#### [Exercise instructions]
The answer must consist solely of the line containing "use crate::utils::error::Result;" and every line after it in the records below, through the last, each reproduced exactly.

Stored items
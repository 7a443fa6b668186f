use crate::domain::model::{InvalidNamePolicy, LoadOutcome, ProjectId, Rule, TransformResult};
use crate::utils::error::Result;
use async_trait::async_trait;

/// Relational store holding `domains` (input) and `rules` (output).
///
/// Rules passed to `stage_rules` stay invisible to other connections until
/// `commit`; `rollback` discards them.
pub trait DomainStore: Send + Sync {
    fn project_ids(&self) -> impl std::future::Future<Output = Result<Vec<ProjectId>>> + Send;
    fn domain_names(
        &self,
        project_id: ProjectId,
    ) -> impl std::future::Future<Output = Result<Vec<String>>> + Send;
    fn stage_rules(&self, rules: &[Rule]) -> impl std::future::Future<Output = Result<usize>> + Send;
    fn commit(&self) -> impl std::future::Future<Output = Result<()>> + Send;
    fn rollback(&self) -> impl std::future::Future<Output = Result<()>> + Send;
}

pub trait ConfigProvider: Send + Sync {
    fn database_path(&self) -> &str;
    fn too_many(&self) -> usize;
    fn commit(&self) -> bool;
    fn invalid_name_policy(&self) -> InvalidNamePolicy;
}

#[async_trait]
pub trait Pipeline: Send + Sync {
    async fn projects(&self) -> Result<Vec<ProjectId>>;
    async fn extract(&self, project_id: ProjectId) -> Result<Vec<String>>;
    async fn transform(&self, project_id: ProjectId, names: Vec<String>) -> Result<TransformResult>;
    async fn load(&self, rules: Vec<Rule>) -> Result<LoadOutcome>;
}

#### [Task result]
use crate::utils::error::Result;
use async_trait::async_trait;

/// Relational store holding `domains` (input) and `rules` (output).
///
/// Rules passed to `stage_rules` stay invisible to other connections until
/// `commit`; `rollback` discards them.
pub trait DomainStore: Send + Sync {
    fn project_ids(&self) -> impl std::future::Future<Output = Result<Vec<ProjectId>>> + Send;
    fn domain_names(
        &self,
        project_id: ProjectId,
    ) -> impl std::future::Future<Output = Result<Vec<String>>> + Send;
    fn stage_rules(&self, rules: &[Rule]) -> impl std::future::Future<Output = Result<usize>> + Send;
    fn commit(&self) -> impl std::future::Future<Output = Result<()>> + Send;
    fn rollback(&self) -> impl std::future::Future<Output = Result<()>> + Send;
}

pub trait ConfigProvider: Send + Sync {
    fn database_path(&self) -> &str;
    fn too_many(&self) -> usize;
    fn commit(&self) -> bool;
    fn invalid_name_policy(&self) -> InvalidNamePolicy;
}

#[async_trait]
pub trait Pipeline: Send + Sync {
    async fn projects(&self) -> Result<Vec<ProjectId>>;
    async fn extract(&self, project_id: ProjectId) -> Result<Vec<String>>;
    async fn transform(&self, project_id: ProjectId, names: Vec<String>) -> Result<TransformResult>;
    async fn load(&self, rules: Vec<Rule>) -> Result<LoadOutcome>;
}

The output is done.